Unless otherwise specified, all embodiments and optional embodiments of the present application may be combined with each other to form new technical solutions.
Unless otherwise specified, all technical features and optional technical features of the present application may be combined with each other to form new technical solutions.
Unless otherwise specified, all steps of the present application may be performed sequentially or randomly, and preferably sequentially. For example, the method includes steps (a) and (b), meaning that the method may include steps (a) and (b) performed sequentially, or may include steps (b) and (a) performed sequentially. For example, the reference to the method may further include step (c), meaning that step (c) may be added to the method in any order.

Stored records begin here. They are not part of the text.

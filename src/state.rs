//! Connection state machine shared by all three client variants.
//!
//! ```text
//! Disconnected --connect()--> Connecting --transport ready--> Authorizing
//! Authorizing --AUTHORIZED--> Connected
//! Authorizing --ERROR | malformed frame | transport close--> Disconnected
//! Connected --disconnect() | transport close--> Disconnected
//! ```
//!
//! Every public client operation other than connect/disconnect asserts
//! `Connected` before touching the transport; a violation is a local
//! [`GatewayError::State`], never a silent no-op, because a request issued
//! before authorization completes would desynchronize response matching.

use std::fmt;

use crate::error::{GatewayError, Result};
use crate::protocol::SessionInfo;

/// Lifecycle state of one client connection. Exactly one is active at a
/// time.
#[derive(Debug, Clone, Copy, PartialEq, Eq)]
pub enum ConnectionState {
    Disconnected,
    Connecting,
    Authorizing,
    Connected,
}

impl fmt::Display for ConnectionState {
    fn fmt(&self, f: &mut fmt::Formatter<'_>) -> fmt::Result {
        let name = match self {
            ConnectionState::Disconnected => "Disconnected",
            ConnectionState::Connecting => "Connecting",
            ConnectionState::Authorizing => "Authorizing",
            ConnectionState::Connected => "Connected",
        };
        f.write_str(name)
    }
}

/// Tracks the connection lifecycle and owns the session granted at
/// authorization. The session is captured exactly once and cleared on
/// disconnect.
#[derive(Debug)]
pub struct StateMachine {
    state: ConnectionState,
    session: Option<SessionInfo>,
}

impl StateMachine {
    pub fn new() -> Self {
        Self {
            state: ConnectionState::Disconnected,
            session: None,
        }
    }

    pub fn state(&self) -> ConnectionState {
        self.state
    }

    /// Session granted by the gateway, present only while `Connected`.
    pub fn session(&self) -> Option<&SessionInfo> {
        self.session.as_ref()
    }

    /// `Disconnected -> Connecting`; the transport handshake begins.
    pub fn begin_connect(&mut self) -> Result<()> {
        self.require(ConnectionState::Disconnected)?;
        self.state = ConnectionState::Connecting;
        Ok(())
    }

    /// `Connecting -> Authorizing`; the authorization frame is on the wire.
    pub fn transport_ready(&mut self) -> Result<()> {
        self.require(ConnectionState::Connecting)?;
        self.state = ConnectionState::Authorizing;
        Ok(())
    }

    /// `Authorizing -> Connected`, capturing the granted session.
    pub fn authorized(&mut self, session: SessionInfo) -> Result<()> {
        self.require(ConnectionState::Authorizing)?;
        self.state = ConnectionState::Connected;
        self.session = Some(session);
        Ok(())
    }

    /// Any state `-> Disconnected`. Used for explicit disconnects,
    /// authorization failures, and transport closes alike.
    pub fn disconnect(&mut self) {
        self.state = ConnectionState::Disconnected;
        self.session = None;
    }

    /// Assert the connection is `Connected`.
    pub fn require_connected(&self) -> Result<()> {
        self.require(ConnectionState::Connected)
    }

    fn require(&self, expected: ConnectionState) -> Result<()> {
        if self.state == expected {
            Ok(())
        } else {
            Err(GatewayError::State {
                expected,
                actual: self.state,
            })
        }
    }
}

impl Default for StateMachine {
    fn default() -> Self {
        Self::new()
    }
}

For example, the method may include steps (a), (b) and (c), or may further include steps (a), (c) and (b), or may further include steps (c), (a) and (b), and the like.
In the description herein, it should be noted that, unless otherwise specified, “or more” and “or less” encompass the recited number itself, and “more” in “one or more” means two or more.
Embodiments of the present application will be described in detail hereinafter.
A first embodiment of the present application can provide a secondary battery, which includes a positive electrode sheet, a negative electrode sheet, a separator disposed between the positive electrode sheet and the negative electrode sheet, and an electrolyte solution, wherein the separator includes a substrate and an inorganic and/or organic particle layer disposed on at least one surface of the substrate, and the separator further includes an acid scavenging additive located among the inorganic and/or organic particles of the inorganic and/or organic particle layer or located in a form of a separate layer between the substrate and the inorganic and/or organic particle layer, wherein the maximum dissolution amount of the acid scavenging additive in the electrolyte solution at 25° C. is less than 1% by mass relative to the mass of the electrolyte solution. In the present application, “the maximum dissolution amount of acid scavenging additive in the electrolyte solution at 25° C.” refers to the mass ratio of the acid scavenging additive dissolved in the electrolyte solution at 25° C. relative to the sum of the acid scavenging additive and the electrolyte solution.
In the present application, the term “inorganic and/or organic particle” refers to an inorganic particle alone, an organic particle alone, or a mixture of both. For example, the term “inorganic and/or organic particle layer” refers to a layer of inorganic particles alone, a layer of organic particles alone, or a mixture of both. Specific examples will be described in detail in the Examples section hereafter.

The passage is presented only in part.